Problem requirements:
Return each line of the entries that holds the string "Hidden".

Records for the task:
Segment Open
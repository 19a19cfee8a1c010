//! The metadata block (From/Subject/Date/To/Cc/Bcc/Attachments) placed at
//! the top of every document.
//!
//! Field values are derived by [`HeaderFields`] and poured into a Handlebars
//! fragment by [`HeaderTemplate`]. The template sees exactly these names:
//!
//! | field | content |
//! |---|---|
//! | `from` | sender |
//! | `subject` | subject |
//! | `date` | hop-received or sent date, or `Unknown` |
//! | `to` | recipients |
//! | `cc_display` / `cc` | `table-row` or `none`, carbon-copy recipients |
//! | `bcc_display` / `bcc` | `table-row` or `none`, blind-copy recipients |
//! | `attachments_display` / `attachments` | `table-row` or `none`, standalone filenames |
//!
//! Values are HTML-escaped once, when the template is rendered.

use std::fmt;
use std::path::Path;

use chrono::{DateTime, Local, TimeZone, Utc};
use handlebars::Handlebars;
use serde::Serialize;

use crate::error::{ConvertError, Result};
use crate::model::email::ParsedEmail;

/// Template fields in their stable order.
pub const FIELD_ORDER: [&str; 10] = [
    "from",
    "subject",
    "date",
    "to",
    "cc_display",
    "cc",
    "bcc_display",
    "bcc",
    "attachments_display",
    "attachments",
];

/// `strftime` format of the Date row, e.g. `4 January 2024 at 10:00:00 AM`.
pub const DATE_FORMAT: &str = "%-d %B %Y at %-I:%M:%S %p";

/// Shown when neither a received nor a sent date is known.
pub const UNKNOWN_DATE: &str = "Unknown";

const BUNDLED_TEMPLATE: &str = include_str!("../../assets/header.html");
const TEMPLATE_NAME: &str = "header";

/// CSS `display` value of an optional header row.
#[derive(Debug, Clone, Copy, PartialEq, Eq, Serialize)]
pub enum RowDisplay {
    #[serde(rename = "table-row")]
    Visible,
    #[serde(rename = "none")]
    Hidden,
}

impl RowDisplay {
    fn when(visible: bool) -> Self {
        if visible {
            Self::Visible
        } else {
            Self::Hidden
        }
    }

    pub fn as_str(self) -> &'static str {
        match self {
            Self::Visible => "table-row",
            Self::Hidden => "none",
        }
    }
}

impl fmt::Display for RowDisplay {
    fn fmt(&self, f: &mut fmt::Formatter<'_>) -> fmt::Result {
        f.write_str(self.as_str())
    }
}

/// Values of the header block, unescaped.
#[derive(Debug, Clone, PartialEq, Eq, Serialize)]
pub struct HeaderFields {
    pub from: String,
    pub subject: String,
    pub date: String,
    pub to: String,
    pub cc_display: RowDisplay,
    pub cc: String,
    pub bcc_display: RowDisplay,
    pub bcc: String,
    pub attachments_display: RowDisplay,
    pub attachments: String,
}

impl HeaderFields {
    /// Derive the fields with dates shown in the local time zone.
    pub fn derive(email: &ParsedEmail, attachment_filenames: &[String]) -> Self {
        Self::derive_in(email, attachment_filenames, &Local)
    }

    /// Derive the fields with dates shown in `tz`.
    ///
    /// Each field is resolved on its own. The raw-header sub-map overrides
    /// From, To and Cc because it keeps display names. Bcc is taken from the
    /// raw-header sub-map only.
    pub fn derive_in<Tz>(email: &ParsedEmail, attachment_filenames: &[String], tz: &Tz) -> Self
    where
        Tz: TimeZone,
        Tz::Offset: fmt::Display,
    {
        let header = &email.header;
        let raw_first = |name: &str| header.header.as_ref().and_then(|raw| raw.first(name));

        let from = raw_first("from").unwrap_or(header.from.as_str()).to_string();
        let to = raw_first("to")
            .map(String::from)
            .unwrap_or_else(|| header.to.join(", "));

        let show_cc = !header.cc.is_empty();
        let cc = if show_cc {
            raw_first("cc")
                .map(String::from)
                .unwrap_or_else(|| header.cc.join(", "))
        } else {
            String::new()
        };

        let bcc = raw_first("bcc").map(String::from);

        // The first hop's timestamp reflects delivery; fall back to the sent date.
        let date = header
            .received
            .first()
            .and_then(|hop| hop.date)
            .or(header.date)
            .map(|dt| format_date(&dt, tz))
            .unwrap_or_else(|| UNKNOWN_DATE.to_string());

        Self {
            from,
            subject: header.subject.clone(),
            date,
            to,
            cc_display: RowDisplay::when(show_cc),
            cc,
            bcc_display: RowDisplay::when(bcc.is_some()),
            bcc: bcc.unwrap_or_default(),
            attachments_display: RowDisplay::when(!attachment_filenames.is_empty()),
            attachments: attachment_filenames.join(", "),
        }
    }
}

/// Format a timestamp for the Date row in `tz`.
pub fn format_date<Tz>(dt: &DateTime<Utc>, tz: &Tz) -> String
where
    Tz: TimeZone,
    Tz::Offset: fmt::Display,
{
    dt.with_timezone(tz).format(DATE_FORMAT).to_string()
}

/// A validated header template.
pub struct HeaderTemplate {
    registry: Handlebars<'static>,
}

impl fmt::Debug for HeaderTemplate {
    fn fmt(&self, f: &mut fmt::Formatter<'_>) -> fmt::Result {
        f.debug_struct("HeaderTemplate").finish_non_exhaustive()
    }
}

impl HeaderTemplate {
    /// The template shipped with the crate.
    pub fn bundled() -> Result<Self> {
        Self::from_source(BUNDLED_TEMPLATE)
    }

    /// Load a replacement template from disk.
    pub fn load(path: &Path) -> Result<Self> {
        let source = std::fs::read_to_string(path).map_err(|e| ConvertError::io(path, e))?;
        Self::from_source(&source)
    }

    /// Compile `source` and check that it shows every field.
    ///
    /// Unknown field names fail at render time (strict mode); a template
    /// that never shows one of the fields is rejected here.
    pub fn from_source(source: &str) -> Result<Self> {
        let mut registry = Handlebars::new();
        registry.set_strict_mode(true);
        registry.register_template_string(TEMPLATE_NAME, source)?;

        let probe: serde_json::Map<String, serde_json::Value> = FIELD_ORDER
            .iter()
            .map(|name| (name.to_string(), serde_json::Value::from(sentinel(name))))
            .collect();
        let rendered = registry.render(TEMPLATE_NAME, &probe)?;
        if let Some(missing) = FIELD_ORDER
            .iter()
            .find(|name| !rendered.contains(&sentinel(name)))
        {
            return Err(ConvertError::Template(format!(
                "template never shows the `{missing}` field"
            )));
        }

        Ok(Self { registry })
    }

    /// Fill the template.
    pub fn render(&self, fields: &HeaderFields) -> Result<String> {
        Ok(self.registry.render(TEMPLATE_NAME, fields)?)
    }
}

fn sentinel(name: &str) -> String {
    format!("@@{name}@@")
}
Segment Closed
Segment Open
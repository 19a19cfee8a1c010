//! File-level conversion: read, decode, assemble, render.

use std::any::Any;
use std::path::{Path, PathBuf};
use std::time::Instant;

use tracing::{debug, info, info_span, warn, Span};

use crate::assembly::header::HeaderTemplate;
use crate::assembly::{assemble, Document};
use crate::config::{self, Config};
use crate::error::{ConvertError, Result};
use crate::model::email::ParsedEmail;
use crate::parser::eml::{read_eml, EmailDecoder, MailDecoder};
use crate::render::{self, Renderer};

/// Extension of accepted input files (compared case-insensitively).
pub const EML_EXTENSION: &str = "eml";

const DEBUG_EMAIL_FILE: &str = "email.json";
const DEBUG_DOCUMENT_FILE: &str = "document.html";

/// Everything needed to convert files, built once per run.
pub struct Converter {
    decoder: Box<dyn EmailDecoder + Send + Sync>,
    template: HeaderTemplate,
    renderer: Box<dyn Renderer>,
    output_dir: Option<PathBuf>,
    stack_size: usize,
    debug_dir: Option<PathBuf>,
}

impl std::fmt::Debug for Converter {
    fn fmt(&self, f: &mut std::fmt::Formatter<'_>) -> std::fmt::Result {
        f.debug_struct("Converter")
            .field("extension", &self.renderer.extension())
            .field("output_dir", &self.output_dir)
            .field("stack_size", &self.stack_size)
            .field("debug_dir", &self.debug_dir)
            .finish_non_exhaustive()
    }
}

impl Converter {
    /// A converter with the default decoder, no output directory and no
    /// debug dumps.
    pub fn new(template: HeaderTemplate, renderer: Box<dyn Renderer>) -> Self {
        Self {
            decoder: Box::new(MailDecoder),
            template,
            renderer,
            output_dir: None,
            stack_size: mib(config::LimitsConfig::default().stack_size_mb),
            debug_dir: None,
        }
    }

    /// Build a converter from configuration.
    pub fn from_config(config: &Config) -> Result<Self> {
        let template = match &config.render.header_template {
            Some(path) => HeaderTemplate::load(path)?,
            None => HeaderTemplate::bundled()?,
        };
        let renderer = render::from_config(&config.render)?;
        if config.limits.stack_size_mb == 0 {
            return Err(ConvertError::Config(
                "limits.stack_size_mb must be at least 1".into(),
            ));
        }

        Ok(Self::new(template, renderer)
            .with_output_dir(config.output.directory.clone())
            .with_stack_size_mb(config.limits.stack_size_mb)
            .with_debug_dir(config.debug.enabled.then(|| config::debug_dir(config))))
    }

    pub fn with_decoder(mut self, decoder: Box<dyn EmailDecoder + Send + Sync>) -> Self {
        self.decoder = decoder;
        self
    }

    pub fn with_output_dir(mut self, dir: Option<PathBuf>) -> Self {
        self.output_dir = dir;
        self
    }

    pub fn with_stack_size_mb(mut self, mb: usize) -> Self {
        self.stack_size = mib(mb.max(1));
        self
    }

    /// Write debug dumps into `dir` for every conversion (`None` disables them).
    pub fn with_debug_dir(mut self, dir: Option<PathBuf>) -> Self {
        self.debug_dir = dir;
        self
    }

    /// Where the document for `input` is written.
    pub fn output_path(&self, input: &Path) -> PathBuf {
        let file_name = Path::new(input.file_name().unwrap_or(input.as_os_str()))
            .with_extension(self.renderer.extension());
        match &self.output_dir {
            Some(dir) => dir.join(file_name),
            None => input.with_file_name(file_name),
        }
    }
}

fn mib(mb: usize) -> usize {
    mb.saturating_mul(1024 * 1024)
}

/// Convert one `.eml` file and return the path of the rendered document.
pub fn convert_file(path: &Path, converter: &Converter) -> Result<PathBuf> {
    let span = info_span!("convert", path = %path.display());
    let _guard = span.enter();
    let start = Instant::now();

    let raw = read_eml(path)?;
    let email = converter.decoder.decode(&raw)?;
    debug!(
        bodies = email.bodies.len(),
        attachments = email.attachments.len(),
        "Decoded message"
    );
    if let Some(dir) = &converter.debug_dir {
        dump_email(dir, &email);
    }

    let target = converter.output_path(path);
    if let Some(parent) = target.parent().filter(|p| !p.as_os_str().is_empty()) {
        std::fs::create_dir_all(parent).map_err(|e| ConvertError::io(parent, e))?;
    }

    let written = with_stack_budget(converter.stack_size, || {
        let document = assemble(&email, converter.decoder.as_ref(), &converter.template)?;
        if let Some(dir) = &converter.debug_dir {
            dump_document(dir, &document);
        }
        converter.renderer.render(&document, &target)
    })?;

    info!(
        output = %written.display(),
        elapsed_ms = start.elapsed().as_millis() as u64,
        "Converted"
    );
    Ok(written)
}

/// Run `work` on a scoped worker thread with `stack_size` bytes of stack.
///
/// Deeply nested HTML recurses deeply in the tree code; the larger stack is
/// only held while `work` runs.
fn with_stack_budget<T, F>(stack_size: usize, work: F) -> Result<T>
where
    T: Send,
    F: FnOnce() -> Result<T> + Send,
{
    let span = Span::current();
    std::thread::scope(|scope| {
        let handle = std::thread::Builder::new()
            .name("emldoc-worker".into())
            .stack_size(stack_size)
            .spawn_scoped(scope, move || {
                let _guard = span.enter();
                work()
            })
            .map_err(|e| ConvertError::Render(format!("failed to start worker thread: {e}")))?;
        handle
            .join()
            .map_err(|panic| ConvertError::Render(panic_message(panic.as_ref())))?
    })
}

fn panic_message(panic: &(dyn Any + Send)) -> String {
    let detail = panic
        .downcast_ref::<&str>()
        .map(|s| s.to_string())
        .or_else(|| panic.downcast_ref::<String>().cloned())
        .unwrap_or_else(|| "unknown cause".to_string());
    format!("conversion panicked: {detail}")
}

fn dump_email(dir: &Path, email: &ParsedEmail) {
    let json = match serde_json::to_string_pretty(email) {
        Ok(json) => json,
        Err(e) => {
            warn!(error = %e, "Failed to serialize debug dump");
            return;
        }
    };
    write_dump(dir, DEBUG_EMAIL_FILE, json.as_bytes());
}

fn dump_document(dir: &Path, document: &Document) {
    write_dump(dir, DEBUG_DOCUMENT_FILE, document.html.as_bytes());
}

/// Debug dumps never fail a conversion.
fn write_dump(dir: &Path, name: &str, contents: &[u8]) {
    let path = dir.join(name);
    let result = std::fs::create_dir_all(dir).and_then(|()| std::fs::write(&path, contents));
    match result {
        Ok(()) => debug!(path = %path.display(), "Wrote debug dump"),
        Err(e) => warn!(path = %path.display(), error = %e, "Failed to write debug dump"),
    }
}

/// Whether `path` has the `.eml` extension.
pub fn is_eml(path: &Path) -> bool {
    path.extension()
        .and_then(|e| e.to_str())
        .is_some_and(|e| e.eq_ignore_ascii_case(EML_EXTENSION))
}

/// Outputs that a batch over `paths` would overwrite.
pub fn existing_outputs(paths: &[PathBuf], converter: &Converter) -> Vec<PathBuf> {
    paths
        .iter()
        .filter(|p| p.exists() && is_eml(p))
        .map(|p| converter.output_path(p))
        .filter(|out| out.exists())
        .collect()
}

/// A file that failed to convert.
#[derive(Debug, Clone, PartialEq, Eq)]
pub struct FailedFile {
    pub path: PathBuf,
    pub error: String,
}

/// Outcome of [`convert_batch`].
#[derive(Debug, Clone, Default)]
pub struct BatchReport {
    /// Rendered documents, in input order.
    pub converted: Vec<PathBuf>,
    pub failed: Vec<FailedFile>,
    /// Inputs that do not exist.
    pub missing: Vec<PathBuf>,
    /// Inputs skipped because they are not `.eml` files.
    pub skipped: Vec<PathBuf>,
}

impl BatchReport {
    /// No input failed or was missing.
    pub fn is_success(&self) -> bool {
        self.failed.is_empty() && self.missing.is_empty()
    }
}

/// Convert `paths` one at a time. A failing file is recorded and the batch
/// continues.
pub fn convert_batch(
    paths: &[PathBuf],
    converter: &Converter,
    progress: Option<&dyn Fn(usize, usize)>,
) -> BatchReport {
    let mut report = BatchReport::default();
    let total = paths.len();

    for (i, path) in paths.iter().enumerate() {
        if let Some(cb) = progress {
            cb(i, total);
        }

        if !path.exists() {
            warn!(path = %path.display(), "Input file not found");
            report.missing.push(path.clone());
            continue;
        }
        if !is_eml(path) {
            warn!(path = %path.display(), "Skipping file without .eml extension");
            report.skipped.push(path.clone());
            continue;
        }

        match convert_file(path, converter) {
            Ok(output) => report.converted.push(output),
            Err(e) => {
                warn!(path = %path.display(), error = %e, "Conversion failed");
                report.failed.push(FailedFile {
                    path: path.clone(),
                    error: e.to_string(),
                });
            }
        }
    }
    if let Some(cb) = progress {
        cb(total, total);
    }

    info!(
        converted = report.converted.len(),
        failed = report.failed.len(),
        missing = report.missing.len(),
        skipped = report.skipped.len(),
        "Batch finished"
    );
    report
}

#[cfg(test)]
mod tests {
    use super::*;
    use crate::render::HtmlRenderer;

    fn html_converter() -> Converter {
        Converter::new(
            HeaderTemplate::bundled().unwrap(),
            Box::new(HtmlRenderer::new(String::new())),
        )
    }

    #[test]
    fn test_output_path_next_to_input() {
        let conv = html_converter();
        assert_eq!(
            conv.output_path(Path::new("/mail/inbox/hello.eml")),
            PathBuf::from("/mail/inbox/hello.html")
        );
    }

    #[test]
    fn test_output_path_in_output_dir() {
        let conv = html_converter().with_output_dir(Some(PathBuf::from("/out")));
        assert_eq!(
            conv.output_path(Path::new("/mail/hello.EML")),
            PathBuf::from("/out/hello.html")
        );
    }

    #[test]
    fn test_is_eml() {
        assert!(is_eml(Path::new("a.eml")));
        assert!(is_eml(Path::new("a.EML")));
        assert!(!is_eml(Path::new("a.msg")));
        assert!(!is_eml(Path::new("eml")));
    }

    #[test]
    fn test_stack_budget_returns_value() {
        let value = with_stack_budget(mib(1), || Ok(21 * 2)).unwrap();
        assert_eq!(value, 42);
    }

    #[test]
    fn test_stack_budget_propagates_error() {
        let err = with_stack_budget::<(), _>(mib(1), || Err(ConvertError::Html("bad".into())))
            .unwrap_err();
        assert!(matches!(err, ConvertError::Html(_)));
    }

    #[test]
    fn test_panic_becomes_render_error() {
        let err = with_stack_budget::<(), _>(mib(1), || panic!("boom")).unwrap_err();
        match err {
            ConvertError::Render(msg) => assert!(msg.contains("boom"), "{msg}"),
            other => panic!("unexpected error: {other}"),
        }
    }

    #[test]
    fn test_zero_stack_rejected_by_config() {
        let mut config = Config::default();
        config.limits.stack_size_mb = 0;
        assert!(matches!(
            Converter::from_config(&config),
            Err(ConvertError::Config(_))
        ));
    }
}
Segment Closed
Answer section:
    Hidden,
            Self::Hidden
            Self::Hidden => "none",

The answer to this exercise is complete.